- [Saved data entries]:
_ _ _ _

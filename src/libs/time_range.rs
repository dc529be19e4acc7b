//! Parsing of `HH:MM~HH:MM` time ranges into durations.
//!
//! Operators enter maintenance and downtime windows as two 24-hour clock
//! times. The duration is the forward distance from start to end; an end
//! earlier than the start is read as falling on the next day, so the result
//! is always in `0..1440` minutes.
//!
//! ## Examples
//!
//! ```rust
//! use mest::libs::time_range::{parse_range, TimeRange};
//!
//! assert_eq!(parse_range("08:00", "08:30").unwrap(), 30);
//! assert_eq!(parse_range("23:30", "00:10").unwrap(), 40);
//!
//! let range = TimeRange::find_in("22:00~06:00 night clean").unwrap();
//! assert_eq!(range.minutes(), 480);
//! ```

use crate::libs::error::EntryError;
use chrono::{NaiveTime, Timelike};
use regex::Regex;
use std::fmt;
use std::str::FromStr;
use std::sync::LazyLock;

const MINUTES_PER_DAY: u32 = 24 * 60;

static CLOCK_REGEX: LazyLock<Regex> = LazyLock::new(|| Regex::new(r"^([01]\d|2[0-3]):([0-5]\d)$").unwrap());

static EMBEDDED_RANGE_REGEX: LazyLock<Regex> =
    LazyLock::new(|| Regex::new(r"(?:^|[^\d])((?:[01]\d|2[0-3]):[0-5]\d)\s*~\s*((?:[01]\d|2[0-3]):[0-5]\d)(?:$|[^\d])").unwrap());

/// A validated start/end pair of clock times.
#[derive(Debug, Clone, Copy, PartialEq, Eq)]
pub struct TimeRange {
    pub start: NaiveTime,
    pub end: NaiveTime,
}

impl TimeRange {
    /// Validates both clock strings and builds the range.
    ///
    /// Blank fields are reported before malformed ones so the operator sees
    /// the most basic problem first.
    pub fn parse(start: &str, end: &str) -> Result<Self, EntryError> {
        if start.trim().is_empty() {
            return Err(EntryError::MissingField("start"));
        }
        if end.trim().is_empty() {
            return Err(EntryError::MissingField("end"));
        }

        Ok(Self {
            start: parse_clock("start", start)?,
            end: parse_clock("end", end)?,
        })
    }

    /// Minutes from start to end, wrapping past midnight when end < start.
    pub fn minutes(&self) -> u32 {
        let start = minute_of_day(self.start);
        let end = minute_of_day(self.end);
        if end >= start {
            end - start
        } else {
            end + MINUTES_PER_DAY - start
        }
    }

    /// Locates the first `HH:MM~HH:MM` range embedded in free text.
    ///
    /// Descriptions of records created from a time range start with the
    /// range itself; this recovers it for records stored without a duration.
    pub fn find_in(text: &str) -> Option<Self> {
        let caps = EMBEDDED_RANGE_REGEX.captures(text)?;
        Self::parse(caps.get(1)?.as_str(), caps.get(2)?.as_str()).ok()
    }
}

impl fmt::Display for TimeRange {
    fn fmt(&self, f: &mut fmt::Formatter<'_>) -> fmt::Result {
        write!(f, "{}~{}", self.start.format("%H:%M"), self.end.format("%H:%M"))
    }
}

impl FromStr for TimeRange {
    type Err = EntryError;

    fn from_str(s: &str) -> Result<Self, Self::Err> {
        match s.split_once('~') {
            Some((start, end)) => Self::parse(start, end),
            None if s.trim().is_empty() => Err(EntryError::MissingField("range")),
            None => Err(EntryError::InvalidTimeFormat {
                field: "range",
                value: s.to_string(),
            }),
        }
    }
}

/// Duration in minutes between two `HH:MM` clock strings.
pub fn parse_range(start: &str, end: &str) -> Result<u32, EntryError> {
    Ok(TimeRange::parse(start, end)?.minutes())
}

fn parse_clock(field: &'static str, value: &str) -> Result<NaiveTime, EntryError> {
    let invalid = || EntryError::InvalidTimeFormat {
        field,
        value: value.to_string(),
    };

    let caps = CLOCK_REGEX.captures(value.trim()).ok_or_else(invalid)?;
    let hour: u32 = caps[1].parse().map_err(|_| invalid())?;
    let minute: u32 = caps[2].parse().map_err(|_| invalid())?;
    NaiveTime::from_hms_opt(hour, minute, 0).ok_or_else(invalid)
}

fn minute_of_day(time: NaiveTime) -> u32 {
    time.hour() * 60 + time.minute()
}

#[cfg(test)]
mod tests {
    use super::*;

    #[test]
    fn same_start_and_end_is_zero() {
        assert_eq!(parse_range("08:00", "08:00").unwrap(), 0);
    }

    #[test]
    fn wraps_past_midnight() {
        assert_eq!(parse_range("23:30", "00:10").unwrap(), 40);
        assert_eq!(parse_range("08:01", "08:00").unwrap(), 1439);
    }

    #[test]
    fn plain_forward_range() {
        assert_eq!(parse_range("08:00", "08:30").unwrap(), 30);
        assert_eq!(parse_range("00:00", "23:59").unwrap(), 1439);
    }

    #[test]
    fn rejects_single_digit_hour() {
        assert_eq!(
            parse_range("8:00", "08:00"),
            Err(EntryError::InvalidTimeFormat {
                field: "start",
                value: "8:00".to_string()
            })
        );
    }

    #[test]
    fn rejects_out_of_range_clock_values() {
        assert!(matches!(parse_range("24:00", "08:00"), Err(EntryError::InvalidTimeFormat { field: "start", .. })));
        assert!(matches!(parse_range("08:00", "08:60"), Err(EntryError::InvalidTimeFormat { field: "end", .. })));
        assert!(matches!(parse_range("08-00", "09:00"), Err(EntryError::InvalidTimeFormat { .. })));
    }

    #[test]
    fn blank_fields_are_missing() {
        assert_eq!(parse_range("", "08:00"), Err(EntryError::MissingField("start")));
        assert_eq!(parse_range("08:00", "  "), Err(EntryError::MissingField("end")));
    }

    #[test]
    fn every_valid_pair_stays_within_a_day() {
        for start in (0..MINUTES_PER_DAY).step_by(37) {
            for end in (0..MINUTES_PER_DAY).step_by(41) {
                let s = format!("{:02}:{:02}", start / 60, start % 60);
                let e = format!("{:02}:{:02}", end / 60, end % 60);
                let minutes = parse_range(&s, &e).unwrap();
                assert!(minutes < MINUTES_PER_DAY, "{s}~{e} gave {minutes}");
            }
        }
    }

    #[test]
    fn finds_range_embedded_in_description() {
        let range = TimeRange::find_in("08:00~08:30 clean nozzle").unwrap();
        assert_eq!(range.to_string(), "08:00~08:30");
        assert_eq!(range.minutes(), 30);

        assert_eq!(TimeRange::find_in("belt swap 13:15 ~ 13:45").unwrap().minutes(), 30);
        assert!(TimeRange::find_in("no range here").is_none());
        assert!(TimeRange::find_in("8:00~9:00").is_none());
    }

    #[test]
    fn parses_whole_range_string() {
        let range: TimeRange = "22:00~06:00".parse().unwrap();
        assert_eq!(range.minutes(), 480);
        assert_eq!("".parse::<TimeRange>(), Err(EntryError::MissingField("range")));
        assert!(matches!("0800".parse::<TimeRange>(), Err(EntryError::InvalidTimeFormat { field: "range", .. })));
    }
}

_ _ _ _

- [WHAT THIS TASK INVOLVES]: Give back exactly the lines above, from the line containing "end < start." through the line containing "start with the", with both end lines and nothing more.

- [WRITTEN SOLUTION]:
    /// Minutes from start to end, wrapping past midnight when end < start.
    pub fn minutes(&self) -> u32 {
        let start = minute_of_day(self.start);
        let end = minute_of_day(self.end);
        if end >= start {
            end - start
        } else {
            end + MINUTES_PER_DAY - start
        }
    }

    /// Locates the first `HH:MM~HH:MM` range embedded in free text.
    ///
    /// Descriptions of records created from a time range start with the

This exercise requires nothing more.